1) Their message is not only tinny but entirely incomprehensible - not just to me I suspect but to those who share the speaker's mother tongue. Presumably this is because their audio system dates from the Spanish Civil War. Franco called and he wants his loudspeakers back.

2) They are very very loud. Given that most streets in our town are one-way and extremely narrow (pedestrians or motorized vehicles were clearly an afterthought to La Línea's road planners), the already deafening racket bounces up up up into the windows of us those unfortunate enough to be living on the top floor of their apartment buildings.

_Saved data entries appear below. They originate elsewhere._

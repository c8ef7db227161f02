//! Embedded SQL migrations
//!
//! Migrations are embedded at compile time using include_str!

/// Migration metadata
pub struct Migration {
    pub id: &'static str,
    pub sql: &'static str,
}

/// Get all embedded migrations in order
pub fn get_migrations() -> Vec<Migration> {
    vec![
        Migration {
            id: "001_records",
            sql: include_str!("../../migrations/001_records.sql"),
        },
        Migration {
            id: "002_id_sequence",
            sql: include_str!("../../migrations/002_id_sequence.sql"),
        },
    ]
}
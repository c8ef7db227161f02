//! Collaborator contracts: the entity under test and the persistence layer
//!
//! The harness only ever observes entities. It never creates, assigns or
//! destroys them; those are the job of the action under test.

use crate::errors::Result;
use serde::{Deserialize, Serialize};
use serde_json::Value;
use std::fmt;

/// Identity key of a persisted record, rendered verbatim in messages
#[derive(Debug, Clone, PartialEq, Eq, PartialOrd, Ord, Hash, Serialize, Deserialize)]
pub struct EntityId(String);

impl EntityId {
    pub fn new(id: impl Into<String>) -> Self {
        Self(id.into())
    }

    pub fn as_str(&self) -> &str {
        &self.0
    }
}

impl fmt::Display for EntityId {
    fn fmt(&self, f: &mut fmt::Formatter<'_>) -> fmt::Result {
        f.write_str(&self.0)
    }
}

impl From<i64> for EntityId {
    fn from(id: i64) -> Self {
        Self(id.to_string())
    }
}

impl From<&str> for EntityId {
    fn from(id: &str) -> Self {
        Self(id.to_string())
    }
}

impl From<String> for EntityId {
    fn from(id: String) -> Self {
        Self(id)
    }
}

/// Handle to a persisted record
///
/// Implementations cache attribute values in memory; `reload` refreshes the
/// cache from the persistence layer. `reload` takes `&self` because the
/// orchestrator and every attribution observer hold the same handle while
/// the action runs, so the cache sits behind interior mutability.
pub trait Entity {
    /// Type name of the record, e.g. `User`
    fn entity_type(&self) -> &str;

    /// Identity key of the record
    fn id(&self) -> EntityId;

    /// Read a named attribute from the in-memory state
    ///
    /// # Errors
    ///
    /// Returns `UnknownAttribute` if the entity does not define `attribute`.
    fn read(&self, attribute: &str) -> Result<Value>;

    /// Refresh the in-memory state from the persistence layer
    ///
    /// # Errors
    ///
    /// Returns `NotFound` if the record no longer exists, or a
    /// `Persistence` error from the backing store.
    fn reload(&self) -> Result<()>;
}

/// Lookup capability of the persistence layer
pub trait Persistence {
    /// True if a record of `entity_type` with `id` is currently stored
    ///
    /// # Errors
    ///
    /// Returns a `Persistence` error if the backing store cannot be queried.
    fn exists(&self, entity_type: &str, id: &EntityId) -> Result<bool>;
}
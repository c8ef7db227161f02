//! In-memory reference persistence.
//!
//! [`MemoryStore`] keeps one table per entity type; [`MemoryRecord`] is an
//! entity handle holding a cached copy of its row, refreshed only by
//! [`Entity::reload`]. Writes through the store are therefore invisible to
//! an existing handle until it reloads, like a row fetched from a database.

use crate::entity::{Entity, EntityId, Persistence};
use crate::errors::{ExError, ExErrorKind, RecordXError, Result};
use serde_json::Value;
use std::cell::RefCell;
use std::collections::BTreeMap;
use std::rc::Rc;

type Row = BTreeMap<String, Value>;

#[derive(Debug, Default)]
struct Table {
    attributes: Vec<String>,
    rows: BTreeMap<EntityId, Row>,
    next_id: i64,
}

impl Table {
    fn check_attribute(&self, entity_type: &str, attribute: &str) -> Result<()> {
        if self.attributes.iter().any(|a| a == attribute) {
            Ok(())
        } else {
            Err(RecordXError::UnknownAttribute {
                entity_type: entity_type.to_string(),
                attribute: attribute.to_string(),
            }
            .into())
        }
    }

    fn row_mut(&mut self, entity_type: &str, id: &EntityId) -> Result<&mut Row> {
        self.rows.get_mut(id).ok_or_else(|| not_found(entity_type, id))
    }
}

fn not_found(entity_type: &str, id: &EntityId) -> ExError {
    RecordXError::EntityNotFound {
        entity_type: entity_type.to_string(),
        entity_id: id.to_string(),
    }
    .into()
}

/// Shared, single-threaded in-memory tables; clones share the same data
#[derive(Debug, Clone, Default)]
pub struct MemoryStore {
    tables: Rc<RefCell<BTreeMap<String, Table>>>,
}

impl MemoryStore {
    pub fn new() -> Self {
        Self::default()
    }

    /// Declare an entity type and its attributes, dropping any existing rows
    pub fn define(&self, entity_type: &str, attributes: &[&str]) {
        let table = Table {
            attributes: attributes.iter().map(|a| a.to_string()).collect(),
            rows: BTreeMap::new(),
            next_id: 1,
        };
        self.tables
            .borrow_mut()
            .insert(entity_type.to_string(), table);
    }

    fn with_table<T>(
        &self,
        entity_type: &str,
        f: impl FnOnce(&mut Table) -> Result<T>,
    ) -> Result<T> {
        let mut tables = self.tables.borrow_mut();
        let table = tables.get_mut(entity_type).ok_or_else(|| {
            ExError::new(ExErrorKind::InvalidInput)
                .with_entity_type(entity_type)
                .with_message(format!("entity type {} is not defined", entity_type))
        })?;
        f(table)
    }

    /// Insert a row, filling unspecified attributes with `null`
    ///
    /// Ids are assigned sequentially per entity type, starting at 1.
    ///
    /// # Errors
    ///
    /// Returns `InvalidInput` for an undefined type and `UnknownAttribute`
    /// for a value the type does not define.
    pub fn insert<I, K>(&self, entity_type: &str, values: I) -> Result<MemoryRecord>
    where
        I: IntoIterator<Item = (K, Value)>,
        K: Into<String>,
    {
        let (id, row) = self.with_table(entity_type, |table| {
            let mut row: Row = table
                .attributes
                .iter()
                .map(|a| (a.clone(), Value::Null))
                .collect();
            for (name, value) in values {
                let name = name.into();
                table.check_attribute(entity_type, &name)?;
                row.insert(name, value);
            }

            let id = EntityId::from(table.next_id);
            table.next_id += 1;
            table.rows.insert(id.clone(), row.clone());
            Ok((id, row))
        })?;

        tracing::trace!(op = "memory_insert", entity_type = entity_type, entity_id = %id);
        Ok(MemoryRecord {
            store: self.clone(),
            entity_type: entity_type.to_string(),
            id,
            cached: RefCell::new(row),
        })
    }

    /// Overwrite some attributes of a stored row
    ///
    /// # Errors
    ///
    /// Returns `NotFound` if the row is gone and `UnknownAttribute` for an
    /// undefined attribute. No value is written when any name is unknown.
    pub fn update<I, K>(&self, entity_type: &str, id: &EntityId, values: I) -> Result<()>
    where
        I: IntoIterator<Item = (K, Value)>,
        K: Into<String>,
    {
        self.with_table(entity_type, |table| {
            let mut pending = Vec::new();
            for (name, value) in values {
                let name = name.into();
                table.check_attribute(entity_type, &name)?;
                pending.push((name, value));
            }
            let row = table.row_mut(entity_type, id)?;
            row.extend(pending);
            Ok(())
        })?;
        tracing::trace!(op = "memory_update", entity_type = entity_type, entity_id = %id);
        Ok(())
    }

    /// # Errors
    ///
    /// Returns `NotFound` if no such row exists.
    pub fn delete(&self, entity_type: &str, id: &EntityId) -> Result<()> {
        self.with_table(entity_type, |table| {
            table
                .rows
                .remove(id)
                .map(|_| ())
                .ok_or_else(|| not_found(entity_type, id))
        })?;
        tracing::trace!(op = "memory_delete", entity_type = entity_type, entity_id = %id);
        Ok(())
    }

    /// Current stored values of a row, if it exists
    ///
    /// # Errors
    ///
    /// Returns `InvalidInput` for an undefined type.
    pub fn get(&self, entity_type: &str, id: &EntityId) -> Result<Option<BTreeMap<String, Value>>> {
        self.with_table(entity_type, |table| Ok(table.rows.get(id).cloned()))
    }

    /// A fresh handle on an existing row
    ///
    /// # Errors
    ///
    /// Returns `NotFound` if no such row exists.
    pub fn find(&self, entity_type: &str, id: &EntityId) -> Result<MemoryRecord> {
        let row = self
            .get(entity_type, id)?
            .ok_or_else(|| not_found(entity_type, id))?;
        Ok(MemoryRecord {
            store: self.clone(),
            entity_type: entity_type.to_string(),
            id: id.clone(),
            cached: RefCell::new(row),
        })
    }

    /// Number of stored rows of a type
    ///
    /// # Errors
    ///
    /// Returns `InvalidInput` for an undefined type.
    pub fn count(&self, entity_type: &str) -> Result<usize> {
        self.with_table(entity_type, |table| Ok(table.rows.len()))
    }
}

impl Persistence for MemoryStore {
    fn exists(&self, entity_type: &str, id: &EntityId) -> Result<bool> {
        self.with_table(entity_type, |table| Ok(table.rows.contains_key(id)))
    }
}

/// Entity handle over a [`MemoryStore`] row
#[derive(Debug, Clone)]
pub struct MemoryRecord {
    store: MemoryStore,
    entity_type: String,
    id: EntityId,
    cached: RefCell<Row>,
}

impl MemoryRecord {
    /// Change the cached value only; the store is untouched until [`save`](Self::save)
    ///
    /// # Errors
    ///
    /// Returns `UnknownAttribute` if the type does not define `attribute`.
    pub fn assign(&self, attribute: &str, value: impl Into<Value>) -> Result<()> {
        let mut cached = self.cached.borrow_mut();
        match cached.get_mut(attribute) {
            Some(slot) => {
                *slot = value.into();
                Ok(())
            }
            None => Err(RecordXError::UnknownAttribute {
                entity_type: self.entity_type.clone(),
                attribute: attribute.to_string(),
            }
            .into()),
        }
    }

    /// Write every cached value back to the store
    ///
    /// # Errors
    ///
    /// Returns `NotFound` if the row was deleted meanwhile.
    pub fn save(&self) -> Result<()> {
        let values: Vec<(String, Value)> = self
            .cached
            .borrow()
            .iter()
            .map(|(k, v)| (k.clone(), v.clone()))
            .collect();
        self.store.update(&self.entity_type, &self.id, values)
    }

    pub fn store(&self) -> &MemoryStore {
        &self.store
    }
}

impl Entity for MemoryRecord {
    fn entity_type(&self) -> &str {
        &self.entity_type
    }

    fn id(&self) -> EntityId {
        self.id.clone()
    }

    fn read(&self, attribute: &str) -> Result<Value> {
        self.cached.borrow().get(attribute).cloned().ok_or_else(|| {
            RecordXError::UnknownAttribute {
                entity_type: self.entity_type.clone(),
                attribute: attribute.to_string(),
            }
            .into()
        })
    }

    fn reload(&self) -> Result<()> {
        let row = self
            .store
            .get(&self.entity_type, &self.id)?
            .ok_or_else(|| not_found(&self.entity_type, &self.id))?;
        *self.cached.borrow_mut() = row;
        Ok(())
    }
}
use recordx_core::prelude::*;
use recordx_store::{db, migrations, SqliteRepo};
use rusqlite::Connection;
use std::path::Path;
use std::rc::Rc;

/// In-memory database with migrations applied and a `User { name, age }` type
#[allow(dead_code)]
pub fn setup_db() -> Rc<Connection> {
    let mut conn = db::open_in_memory().expect("open in-memory database");
    prepare(&mut conn);
    Rc::new(conn)
}

/// On-disk database at `path`, prepared like [`setup_db`]
#[allow(dead_code)]
pub fn setup_file_db(path: &Path) -> Rc<Connection> {
    let mut conn = db::open(path).expect("open database file");
    db::configure(&conn).expect("configure connection");
    prepare(&mut conn);
    Rc::new(conn)
}

fn prepare(conn: &mut Connection) {
    migrations::apply_migrations(conn).expect("apply migrations");
    SqliteRepo::define_type(conn, "User", &["name", "age"]).expect("define User");
}

/// Form object updating one user row through the repository
#[allow(dead_code)]
pub struct UserForm {
    conn: Rc<Connection>,
    id: EntityId,
    values: Vec<(&'static str, Value)>,
}

#[allow(dead_code)]
impl UserForm {
    pub fn new(conn: &Rc<Connection>, id: EntityId) -> Self {
        Self {
            conn: Rc::clone(conn),
            id,
            values: Vec::new(),
        }
    }

    pub fn set(mut self, name: &'static str, value: impl Into<Value>) -> Self {
        self.values.push((name, value.into()));
        self
    }
}

impl Delegate for UserForm {
    type Output = recordx_core::Result<()>;

    fn execute(&mut self) -> Self::Output {
        SqliteRepo::update_attributes(&self.conn, "User", &self.id, self.values.iter().cloned())
    }
}

/// Service object deleting one user row
#[allow(dead_code)]
pub struct DestroyUser {
    conn: Rc<Connection>,
    id: EntityId,
}

#[allow(dead_code)]
impl DestroyUser {
    pub fn new(conn: &Rc<Connection>, id: EntityId) -> Self {
        Self {
            conn: Rc::clone(conn),
            id,
        }
    }
}

impl Delegate for DestroyUser {
    type Output = recordx_core::Result<()>;

    fn execute(&mut self) -> Self::Output {
        SqliteRepo::delete_record(&self.conn, "User", &self.id)
    }
}
//! `be_record` entity matcher

use crate::diff::message;
use crate::entity::Entity;
use crate::errors::Result;
use crate::matchers::verdict::Verdict;
use crate::matchers::EntityMatcher;

/// Passes when the actual entity has the expected entity's type and id
pub struct BeRecord<'e> {
    expected: &'e dyn Entity,
}

pub fn be_record(expected: &dyn Entity) -> BeRecord<'_> {
    BeRecord { expected }
}

impl EntityMatcher for BeRecord<'_> {
    fn matches(&mut self, actual: &dyn Entity) -> Result<Verdict> {
        let (expected_type, actual_type) = (self.expected.entity_type(), actual.entity_type());
        if expected_type != actual_type {
            return Ok(Verdict::failure(message::wrong_kind(
                expected_type,
                actual_type,
            )));
        }

        let (expected_id, actual_id) = (self.expected.id(), actual.id());
        if expected_id != actual_id {
            return Ok(Verdict::failure(message::wrong_id(&expected_id, &actual_id)));
        }

        tracing::trace!(
            op = "be_record",
            entity_type = actual_type,
            entity_id = %actual_id,
            "record identity matched"
        );
        Ok(Verdict::success())
    }
}

#[cfg(test)]
mod tests {
    use super::*;
    use crate::matchers::expect_entity;
    use crate::memory::MemoryStore;
    use serde_json::Value;

    fn store() -> MemoryStore {
        let store = MemoryStore::new();
        store.define("User", &["name"]);
        store.define("Post", &["title"]);
        store
    }

    #[test]
    fn test_same_record_through_two_handles() {
        let store = store();
        let user = store.insert("User", [("name", Value::from("Ann"))]).unwrap();
        let found = store.find("User", &user.id()).unwrap();

        let verdict = expect_entity(&found).to(be_record(&user)).unwrap();
        assert!(verdict.is_success());
    }

    #[test]
    fn test_kind_mismatch() {
        let store = store();
        let user = store.insert("User", [("name", Value::from("Ann"))]).unwrap();
        let post = store.insert("Post", [("title", Value::from("Hi"))]).unwrap();

        let verdict = expect_entity(&post).to(be_record(&user)).unwrap();
        assert_eq!(
            verdict.failure_message(),
            Some("Expected the record to be kind of User but was Post instead.")
        );
    }

    #[test]
    fn test_id_mismatch() {
        let store = store();
        let first = store.insert("User", [("name", Value::from("Ann"))]).unwrap();
        let second = store.insert("User", [("name", Value::from("Bob"))]).unwrap();

        let verdict = expect_entity(&second).to(be_record(&first)).unwrap();
        assert_eq!(
            verdict.failure_message(),
            Some("Expected id of the record to eql 1 but was 2")
        );
    }
}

3) A natural corollary to featuring an unintelligible voice-over and an unreasonably loud sound system is to add a soundtrack. In fact, I suspect that it is de rigueur to select music best suited for - and probably plucked from - a 'mental hygiene' classroom film from 1964.

4) The vehicles are clunkers seldom pretty. Sometimes they are vans, other times trucks, and often a station wagon. Being that I didn't think station wagons still existed pretty much guarantees that, in the evolutionary world of cars, they are firmly idling in the Middle Pleistocene period.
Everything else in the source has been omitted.